Kto z nas nigdy nie przeżył pewnego rozczarowania, że nie żyje w czasach apostołów albo chociażby proroków – kiedy to Bóg przemawiał, działał, co rusz przychodził do swojego ludu. A dziś? Co pozostało nam poza wspominaniem czasów dawno minionych i oczekiwaniem tego, co – zapewne – nie zdarzy się za naszego życia? Może moralne życie w nadziei, że będzie nam policzone. I zostaniemy przyjęci do Bożego królestwa, gdy kiedyś wreszcie ono przyjdzie lub gdy my przyjdziemy do niego po śmierci?

Ale – może ktoś spytać – czyż nie tak po prostu jest? Czyż teraz nie doświadczamy Bożej nieobecności, a jedyny głos Boga, który do nas dociera, to zapis tego, co – kiedyś – było jakoś bezpośrednio słyszane? Ktoś inny powie: a sakramenty? Lecz czy nie są to – przynajmniej na poziomie doświadczenia – tylko nieprzejrzyste znaki, wspominanie Świętych Zdarzeń i modlitwa o dobrą (lepszą) przyszłość? Owszem, często można usłyszeć, że modlitwa jest rozmową z Bogiem. Lecz czy ta rozmowa nie przypomina najczęściej konwersacji z niemym, który nie daje nawet znać, że w ogóle słyszy?

***

Jeśli jednak wierzyć zapewnieniom zapisanym w Piśmie, Bóg jest Przychodzącym.
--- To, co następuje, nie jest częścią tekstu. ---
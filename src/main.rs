// main.rs - CLI entry point

use std::path::Path;
use std::sync::Arc;
use std::time::Instant;

use cbdist::cli::args::{BuildArgs, CalculateArgs, FilterArgs, RunJobArgs, StatusArgs};
use cbdist::cli::{job_store_path, validate_build, validate_service, Args, Command, Config};
use cbdist::data::parse_input_file;
use cbdist::job::run_job_file;
use cbdist::output::{filter_matrix, load_groups, split_group_list, GroupFilter};
use cbdist::prelude::*;

fn main() {
    env_logger::Builder::from_env(env_logger::Env::default().default_filter_or("info")).init();

    if let Err(e) = run_main() {
        eprintln!("❌ ERROR: {}", e);
        std::process::exit(1);
    }
}

fn run_main() -> std::result::Result<(), String> {
    let mut args: Args = argh::from_env();

    // Handle generate config first
    if args.generate_config {
        let sample_config = Config::generate_sample();
        println!("{}", sample_config);
        println!("\n💡 Save this content to a .toml file and use --config /path/to/config.toml");
        return Ok(());
    }

    // Load configuration file if specified
    if let Some(config_path) = args.config.clone() {
        args = args.with_config_file(&config_path)?;
    }

    let command = args
        .command
        .take()
        .ok_or("A subcommand is required: build, runjob, calculate, filter, status")?;

    println!("🚀 cbdist v{}", cbdist::VERSION);

    match command {
        Command::Build(build) => run_build(&args, &build),
        Command::RunJob(run) => run_job(&args, &run),
        Command::Calculate(calculate) => run_calculate(&calculate),
        Command::Filter(filter) => run_filter(&filter),
        Command::Status(status) => run_status(&args, &status),
    }
}

fn run_build(args: &Args, build: &BuildArgs) -> std::result::Result<(), String> {
    let settings = validate_service(args)?;
    let input = validate_build(build)?;

    println!("📂 Input files: {} ({})", input.file_count(), input.format);
    println!("📏 Scale: {}", input.scale);
    println!("🧵 Threads: {}", settings.worker.pool_size);
    if input.extract.trim_length > 0 {
        println!("✂️  Trim length: {}", input.extract.trim_length);
    }

    let store = Arc::new(LocalObjectStore::new(&settings.object_store_path).map_err(|e| e.to_string())?);
    let tracker = Arc::new(LocalJobTracker::new(&settings.job_store_path).map_err(|e| e.to_string())?);

    let start = Instant::now();
    let job = submit_job(settings.worker, input, store, tracker).map_err(|e| e.to_string())?;
    println!("🆔 Job: {}", job.id);

    let report = job.wait().map_err(|e| {
        if let CbdError::StorageFailed { recovered: Some(path), .. } = &e {
            eprintln!("💾 Distance matrix kept at: {}", path.display());
        }
        e.to_string()
    })?;

    println!(
        "✅ Distance matrix for {} samples computed in {:.2?}",
        report.matrix.len(),
        start.elapsed()
    );
    if !report.dropped.is_empty() {
        println!("⚠️  Dropped samples: {}", report.dropped.join(", "));
    }
    println!("📦 Stored as node: {}", report.matrix_node);

    if let Some(output) = &build.output {
        write_matrix_csv(Path::new(output), &report.matrix).map_err(|e| e.to_string())?;
        println!("💾 Saved: {}", output);
    }
    Ok(())
}

fn run_job(args: &Args, run: &RunJobArgs) -> std::result::Result<(), String> {
    let settings = validate_service(args)?;
    let store = Arc::new(LocalObjectStore::new(&settings.object_store_path).map_err(|e| e.to_string())?);
    let tracker = Arc::new(LocalJobTracker::new(&settings.job_store_path).map_err(|e| e.to_string())?);

    let report = run_job_file(Path::new(&run.job_data), store, tracker).map_err(|e| e.to_string())?;
    println!(
        "✅ Job {} done: {} samples, stored as node {}",
        report.job_id,
        report.matrix.len(),
        report.matrix_node
    );
    Ok(())
}

fn run_calculate(calculate: &CalculateArgs) -> std::result::Result<(), String> {
    let scale: Scale = calculate.scale.parse()?;
    let list = parse_input_file(Path::new(&calculate.input)).map_err(|e| e.to_string())?;
    if !list.missing.is_empty() {
        return Err(format!("{} compressed files do not exist", list.missing.len()));
    }
    println!("📂 Compressed files: {}", list.files.len());

    let start = Instant::now();
    let matrix = calculate_from_files(&list.files, scale).map_err(|e| e.to_string())?;
    write_matrix_csv(Path::new(&calculate.output), &matrix).map_err(|e| e.to_string())?;
    println!(
        "✅ Distance matrix for {} samples computed in {:.2?}",
        matrix.len(),
        start.elapsed()
    );
    println!("💾 Saved: {}", calculate.output);
    Ok(())
}

fn run_filter(filter: &FilterArgs) -> std::result::Result<(), String> {
    let group_filter: GroupFilter = filter.filter.parse()?;
    let matrix = read_matrix_csv(Path::new(&filter.matrix)).map_err(|e| e.to_string())?;
    let groups = load_groups(Path::new(&filter.groups)).map_err(|e| e.to_string())?;

    let selected = split_group_list(&filter.group);
    let filtered = filter_matrix(&matrix, &groups, group_filter, &selected).map_err(|e| e.to_string())?;
    println!(
        "🔍 Filter '{}' kept {} of {} samples",
        filter.filter,
        filtered.len(),
        matrix.len()
    );
    write_matrix_csv(Path::new(&filter.output), &filtered).map_err(|e| e.to_string())?;
    println!("💾 Saved: {}", filter.output);
    Ok(())
}

fn run_status(args: &Args, status: &StatusArgs) -> std::result::Result<(), String> {
    let tracker = LocalJobTracker::new(job_store_path(args)?).map_err(|e| e.to_string())?;
    let record = tracker.read_job(&status.job_id).map_err(|e| e.to_string())?;

    println!("🆔 Job: {}", record.id);
    println!("📋 Description: {}", record.description);
    println!(
        "⏳ Stage: {} ({}/{})",
        record.stage, record.total_progress, record.max_progress
    );
    println!("📌 Status: {}", record.status);
    println!("🕐 Started: {}", record.started);
    println!("🕐 Last update: {}", record.last_update);
    if !record.complete {
        println!("🕐 Estimated completion: {}", record.est_complete);
    }
    if let Some(error) = &record.error {
        println!("❌ Error: {}", error);
    }
    if let Some(results) = &record.results {
        for node in &results.nodes {
            println!("📦 Result: {}/{}", results.store_url, node);
        }
    }
    Ok(())
}
// services.rs - Object store and job tracker collaborators

use std::fs::{self, OpenOptions};
use std::io::Write;
use std::path::{Path, PathBuf};
use std::sync::Mutex;

use serde::{Deserialize, Serialize};
use uuid::Uuid;

use crate::data::NodeRef;
use crate::error::{CbdError, Result};

/// Storage for input sequence files and result artifacts
pub trait ObjectStore: Send + Sync {
    /// Original file name of a stored node
    fn file_name(&self, node: &NodeRef) -> Result<String>;
    fn download(&self, node: &NodeRef, dest: &Path) -> Result<()>;
    /// A returned reference may be blank; callers must check `is_valid`
    fn upload(&self, path: &Path) -> Result<NodeRef>;
    fn delete(&self, node: &NodeRef) -> Result<()>;
    /// Location reported with job results
    fn url(&self) -> String;
}

/// References to the artifacts a finished job produced
#[derive(Debug, Clone, Default, PartialEq, Eq, Serialize, Deserialize)]
pub struct JobResults {
    pub nodes: Vec<NodeRef>,
    pub store_url: String,
}

/// Progress and completion reporting for jobs
pub trait JobTracker: Send + Sync {
    fn create_job(&self, description: &str, total_steps: u32) -> Result<String>;
    fn update_progress(&self, job_id: &str, stage: &str, steps_completed: u32, est_complete: &str) -> Result<()>;
    /// Called exactly once per job
    fn complete_job(&self, job_id: &str, status: &str, error: Option<&str>, results: &JobResults) -> Result<()>;
}

/// UTC timestamp `delta_seconds` from now, in the tracker's format
pub fn timestamp(delta_seconds: i64) -> String {
    (chrono::Utc::now() + chrono::Duration::seconds(delta_seconds))
        .format("%Y-%m-%dT%H:%M:%S+0000")
        .to_string()
}

fn unique_id(prefix: &str) -> String {
    format!("{}{}", prefix, Uuid::new_v4())
}

/// Directory-backed object store; each node is `<root>/<id>/<file name>`
#[derive(Debug, Clone)]
pub struct LocalObjectStore {
    root: PathBuf,
}

impl LocalObjectStore {
    pub fn new(root: impl Into<PathBuf>) -> Result<Self> {
        let root = root.into();
        fs::create_dir_all(&root).map_err(|e| {
            CbdError::io(format!("Failed to create object store '{}'", root.display()), e)
        })?;
        Ok(Self { root })
    }

    fn node_dir(&self, node: &NodeRef) -> Result<PathBuf> {
        let id = node.as_str();
        if !node.is_valid() || id.contains('/') || id.contains('\\') || id == "." || id == ".." {
            return Err(CbdError::ObjectStore(format!("Invalid node id '{}'", id)));
        }
        Ok(self.root.join(id))
    }

    fn node_file(&self, node: &NodeRef) -> Result<PathBuf> {
        let dir = self.node_dir(node)?;
        let mut entries = fs::read_dir(&dir)
            .map_err(|e| CbdError::ObjectStore(format!("Node {} not found: {}", node, e)))?;
        entries
            .next()
            .and_then(|entry| entry.ok())
            .map(|entry| entry.path())
            .ok_or_else(|| CbdError::ObjectStore(format!("Node {} has no file", node)))
    }
}

impl ObjectStore for LocalObjectStore {
    fn file_name(&self, node: &NodeRef) -> Result<String> {
        let path = self.node_file(node)?;
        Ok(path
            .file_name()
            .map(|s| s.to_string_lossy().into_owned())
            .unwrap_or_default())
    }

    fn download(&self, node: &NodeRef, dest: &Path) -> Result<()> {
        let path = self.node_file(node)?;
        fs::copy(&path, dest).map_err(|e| {
            CbdError::ObjectStore(format!("Failed to download node {} to '{}': {}", node, dest.display(), e))
        })?;
        Ok(())
    }

    fn upload(&self, path: &Path) -> Result<NodeRef> {
        let file_name = path
            .file_name()
            .ok_or_else(|| CbdError::ObjectStore(format!("'{}' is not a file", path.display())))?;
        let node = NodeRef::new(unique_id(""));
        let dir = self.node_dir(&node)?;
        fs::create_dir_all(&dir)
            .and_then(|_| fs::copy(path, dir.join(file_name)))
            .map_err(|e| CbdError::ObjectStore(format!("Failed to upload '{}': {}", path.display(), e)))?;
        log::debug!("Stored '{}' as node {}", path.display(), node);
        Ok(node)
    }

    fn delete(&self, node: &NodeRef) -> Result<()> {
        let dir = self.node_dir(node)?;
        fs::remove_dir_all(&dir)
            .map_err(|e| CbdError::ObjectStore(format!("Failed to delete node {}: {}", node, e)))
    }

    fn url(&self) -> String {
        format!("file://{}", self.root.display())
    }
}

/// Tracker record for one job
#[derive(Debug, Clone, Serialize, Deserialize)]
pub struct JobRecord {
    pub id: String,
    pub description: String,
    pub stage: String,
    pub status: String,
    pub started: String,
    pub last_update: String,
    pub total_progress: u32,
    pub max_progress: u32,
    pub est_complete: String,
    pub complete: bool,
    pub error: Option<String>,
    pub results: Option<JobResults>,
}

/// Job tracker keeping one JSON record per job under a directory
#[derive(Debug)]
pub struct LocalJobTracker {
    root: PathBuf,
    lock: Mutex<()>,
}

impl LocalJobTracker {
    pub fn new(root: impl Into<PathBuf>) -> Result<Self> {
        let root = root.into();
        fs::create_dir_all(&root).map_err(|e| {
            CbdError::io(format!("Failed to create job store '{}'", root.display()), e)
        })?;
        Ok(Self {
            root,
            lock: Mutex::new(()),
        })
    }

    fn record_path(&self, job_id: &str) -> PathBuf {
        self.root.join(format!("{}.json", job_id))
    }

    pub fn read_job(&self, job_id: &str) -> Result<JobRecord> {
        let path = self.record_path(job_id);
        let content = fs::read_to_string(&path)
            .map_err(|e| CbdError::Tracker(format!("Job {} not found: {}", job_id, e)))?;
        serde_json::from_str(&content)
            .map_err(|e| CbdError::Tracker(format!("Failed to parse job record '{}': {}", path.display(), e)))
    }

    fn write_job(&self, record: &JobRecord) -> Result<()> {
        let content = serde_json::to_string_pretty(record)
            .map_err(|e| CbdError::Tracker(format!("Failed to serialize job {}: {}", record.id, e)))?;
        fs::write(self.record_path(&record.id), content)
            .map_err(|e| CbdError::Tracker(format!("Failed to save job {}: {}", record.id, e)))
    }

    /// Write a new record; an existing record with the same id is an error
    fn create_record(&self, record: &JobRecord) -> Result<()> {
        let content = serde_json::to_string_pretty(record)
            .map_err(|e| CbdError::Tracker(format!("Failed to serialize job {}: {}", record.id, e)))?;
        OpenOptions::new()
            .write(true)
            .create_new(true)
            .open(self.record_path(&record.id))
            .and_then(|mut file| file.write_all(content.as_bytes()))
            .map_err(|e| CbdError::Tracker(format!("Failed to create job {}: {}", record.id, e)))
    }

    fn update<F>(&self, job_id: &str, change: F) -> Result<()>
    where
        F: FnOnce(&mut JobRecord) -> Result<()>,
    {
        let _guard = self.lock.lock().map_err(|_| CbdError::Tracker("tracker lock poisoned".to_string()))?;
        let mut record = self.read_job(job_id)?;
        if record.complete {
            return Err(CbdError::Tracker(format!("Job {} is already complete", job_id)));
        }
        change(&mut record)?;
        record.last_update = timestamp(0);
        self.write_job(&record)
    }
}

impl JobTracker for LocalJobTracker {
    fn create_job(&self, description: &str, total_steps: u32) -> Result<String> {
        let _guard = self.lock.lock().map_err(|_| CbdError::Tracker("tracker lock poisoned".to_string()))?;
        let now = timestamp(0);
        let record = JobRecord {
            id: unique_id("job-"),
            description: description.to_string(),
            stage: "initializing".to_string(),
            status: "initializing".to_string(),
            started: now.clone(),
            last_update: now,
            total_progress: 0,
            max_progress: total_steps,
            est_complete: timestamp(3600),
            complete: false,
            error: None,
            results: None,
        };
        self.create_record(&record)?;
        Ok(record.id)
    }

    fn update_progress(&self, job_id: &str, stage: &str, steps_completed: u32, est_complete: &str) -> Result<()> {
        self.update(job_id, |record| {
            record.stage = stage.to_string();
            record.status = stage.to_string();
            record.total_progress = steps_completed;
            record.est_complete = est_complete.to_string();
            Ok(())
        })
    }

    fn complete_job(&self, job_id: &str, status: &str, error: Option<&str>, results: &JobResults) -> Result<()> {
        self.update(job_id, |record| {
            record.status = status.to_string();
            record.stage = "complete".to_string();
            record.complete = true;
            record.error = error.map(str::to_string);
            record.results = Some(results.clone());
            Ok(())
        })
    }
}

#[cfg(test)]
mod tests {
    use super::*;

    #[test]
    fn test_timestamp_format() {
        let ts = timestamp(3600);
        assert_eq!(ts.len(), "2024-01-01T00:00:00+0000".len());
        assert!(ts.ends_with("+0000"));
        assert!(timestamp(3600) > timestamp(0));
    }

    #[test]
    fn test_object_store_roundtrip() {
        let dir = tempfile::tempdir().unwrap();
        let store = LocalObjectStore::new(dir.path().join("store")).unwrap();
        let src = dir.path().join("sample1.fasta");
        fs::write(&src, ">r\nACGT\n").unwrap();

        let node = store.upload(&src).unwrap();
        assert!(node.is_valid());
        assert_eq!(store.file_name(&node).unwrap(), "sample1.fasta");

        let dest = dir.path().join("copy.fasta");
        store.download(&node, &dest).unwrap();
        assert_eq!(fs::read_to_string(&dest).unwrap(), ">r\nACGT\n");

        store.delete(&node).unwrap();
        assert!(store.file_name(&node).is_err());
        assert!(store.delete(&NodeRef::new("../escape")).is_err());
    }

    #[test]
    fn test_upload_ids_are_unique() {
        let dir = tempfile::tempdir().unwrap();
        let store = LocalObjectStore::new(dir.path().join("store")).unwrap();
        let src = dir.path().join("m.csv");
        fs::write(&src, "ID\n").unwrap();
        let a = store.upload(&src).unwrap();
        let b = store.upload(&src).unwrap();
        assert_ne!(a, b);
    }

    #[test]
    fn test_job_ids_never_reuse_a_record() {
        let dir = tempfile::tempdir().unwrap();
        let tracker = LocalJobTracker::new(dir.path()).unwrap();
        let a = tracker.create_job("first", 6).unwrap();
        let b = tracker.create_job("second", 6).unwrap();
        assert_ne!(a, b);
        assert!(a.starts_with("job-"));
        assert_eq!(tracker.read_job(&a).unwrap().description, "first");

        // a clashing id must not overwrite the existing record
        let mut clash = tracker.read_job(&a).unwrap();
        clash.description = "intruder".to_string();
        assert!(matches!(tracker.create_record(&clash), Err(CbdError::Tracker(_))));
        assert_eq!(tracker.read_job(&a).unwrap().description, "first");
    }

    #[test]
    fn test_tracker_lifecycle() {
        let dir = tempfile::tempdir().unwrap();
        let tracker = LocalJobTracker::new(dir.path()).unwrap();
        let id = tracker.create_job("cbd-buildmatrix with 3 files", 6).unwrap();

        tracker.update_progress(&id, "sorting sequence files", 2, &timestamp(3600)).unwrap();
        let record = tracker.read_job(&id).unwrap();
        assert_eq!(record.stage, "sorting sequence files");
        assert_eq!(record.total_progress, 2);
        assert_eq!(record.max_progress, 6);

        let results = JobResults { nodes: vec![NodeRef::new("n1")], store_url: "file:///s".to_string() };
        tracker.complete_job(&id, "done", None, &results).unwrap();
        let record = tracker.read_job(&id).unwrap();
        assert!(record.complete);
        assert_eq!(record.status, "done");
        assert_eq!(record.results, Some(results.clone()));

        // completion happens once
        assert!(tracker.complete_job(&id, "failed", Some("again"), &results).is_err());
    }
}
Przychodzącym przez wszystkie dni aż do skończenia świata. Jeśli wierzymy Pismu, to jak możemy przypuścić, że Bóg rzeczywiście przerwał swoje przychodzenie...

Może jesteśmy w sytuacji faryzeuszy, którzy pytali Jezusa, kiedy przyjdzie królestwo Boga. Lecz odpowiedź Jezusa ujawnia, że faryzeusze stawiają złe pytanie. Pytanie faryzeuszy jest sensowne tylko przy założeniu, że Bożego królestwa jeszcze nie ma tam, gdzie są pytający. Jezus zaś stwierdza, że Królestwa Boga, czyli Bożej obecności, nie trzeba oczekiwać, dopiero się spodziewać, wypatrywać. Ono już jest.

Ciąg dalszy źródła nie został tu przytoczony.